* Problem: Each line of the data below either holds "base" or does not. Report how many do, and only that.

Records for this task below:

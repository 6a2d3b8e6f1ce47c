//! Collision-free job id suggestions.

use std::collections::HashSet;
use std::sync::{Arc, Mutex};

use chrono::{DateTime, Utc};

use crate::error::JobError;
use crate::jobs::store::JobStore;
use crate::jobs::validate_job_id;

/// Source of "now" for id timestamps.
pub type Clock = Arc<dyn Fn() -> DateTime<Utc> + Send + Sync>;

/// Timestamp layout used in suggested ids.
const TIMESTAMP_FORMAT: &str = "%Y-%m-%d-%H-%M-%S";

/// Suggests ids of the form `<prefix>-<YYYY-MM-DD-HH-MM-SS>[-<n>]`.
///
/// A candidate is rejected if the store already holds it or if this
/// allocator handed it out before (the caller may not have created the job
/// yet). Rejected candidates get a counter suffix and are retried.
pub struct JobIdAllocator {
    store: Arc<JobStore>,
    clock: Clock,
    state: Mutex<AllocState>,
}

#[derive(Default)]
struct AllocState {
    counter: u64,
    issued: HashSet<String>,
}

impl JobIdAllocator {
    pub fn new(store: Arc<JobStore>) -> Self {
        Self::with_clock(store, Arc::new(Utc::now))
    }

    pub fn with_clock(store: Arc<JobStore>, clock: Clock) -> Self {
        Self {
            store,
            clock,
            state: Mutex::new(AllocState::default()),
        }
    }

    /// Suggest an id that is neither in the store nor previously suggested.
    pub fn suggest_job_id(&self, prefix: &str) -> Result<String, JobError> {
        validate_job_id(prefix)?;
        let stamp = (self.clock)().format(TIMESTAMP_FORMAT).to_string();
        let base = format!("{prefix}-{stamp}");
        // The suffixed form must still be a valid id.
        validate_job_id(&base)?;

        let mut state = self.state.lock().unwrap_or_else(|e| e.into_inner());
        let mut candidate = base.clone();
        loop {
            if !self.store.contains(&candidate) && !state.issued.contains(&candidate) {
                state.issued.insert(candidate.clone());
                return Ok(candidate);
            }
            state.counter += 1;
            tracing::debug!(%candidate, "Job id collision, retrying with suffix");
            candidate = format!("{base}-{}", state.counter);
        }
    }
}

#[cfg(test)]
mod tests {
    use chrono::TimeZone;

    use super::*;
    use crate::jobs::Job;

    fn fixed_clock() -> Clock {
        let now = Utc.with_ymd_and_hms(2024, 5, 17, 9, 30, 0).unwrap();
        Arc::new(move || now)
    }

    #[test]
    fn suggests_prefix_and_timestamp() {
        let dir = tempfile::tempdir().expect("tempdir");
        let store = Arc::new(JobStore::open(dir.path()).unwrap());
        let alloc = JobIdAllocator::with_clock(store, fixed_clock());
        assert_eq!(alloc.suggest_job_id("ui").unwrap(), "ui-2024-05-17-09-30-00");
    }

    #[test]
    fn rejects_invalid_prefix() {
        let dir = tempfile::tempdir().expect("tempdir");
        let store = Arc::new(JobStore::open(dir.path()).unwrap());
        let alloc = JobIdAllocator::new(store);
        assert!(matches!(
            alloc.suggest_job_id("bad/prefix"),
            Err(JobError::InvalidId { .. })
        ));
    }

    #[test]
    fn skips_ids_already_in_store() {
        let dir = tempfile::tempdir().expect("tempdir");
        let store = Arc::new(JobStore::open(dir.path()).unwrap());
        store.create(&Job::new("ui-2024-05-17-09-30-00")).unwrap();
        store.create(&Job::new("ui-2024-05-17-09-30-00-1")).unwrap();

        let alloc = JobIdAllocator::with_clock(store.clone(), fixed_clock());
        let id = alloc.suggest_job_id("ui").unwrap();
        assert_eq!(id, "ui-2024-05-17-09-30-00-2");
        assert!(!store.contains(&id));
    }

    #[test]
    fn never_repeats_under_forced_collisions() {
        let dir = tempfile::tempdir().expect("tempdir");
        let store = Arc::new(JobStore::open(dir.path()).unwrap());
        // Seed the store with the base id and a run of suffixed ids.
        store.create(&Job::new("ui-2024-05-17-09-30-00")).unwrap();
        for n in [1, 2, 3, 10, 50, 500] {
            store
                .create(&Job::new(format!("ui-2024-05-17-09-30-00-{n}")))
                .unwrap();
        }

        let alloc = JobIdAllocator::with_clock(store.clone(), fixed_clock());
        let mut seen = HashSet::new();
        for _ in 0..10_000 {
            let id = alloc.suggest_job_id("ui").unwrap();
            assert!(!store.contains(&id), "{id} already in store");
            assert!(seen.insert(id.clone()), "{id} suggested twice");
        }
    }

    #[test]
    fn suggested_ids_are_creatable() {
        let dir = tempfile::tempdir().expect("tempdir");
        let store = Arc::new(JobStore::open(dir.path()).unwrap());
        let alloc = JobIdAllocator::with_clock(store.clone(), fixed_clock());
        for _ in 0..20 {
            let id = alloc.suggest_job_id("cli").unwrap();
            store.create(&Job::new(id)).unwrap();
        }
        assert_eq!(store.len(), 20);
    }
}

End of Records for this task.

* Written response: 5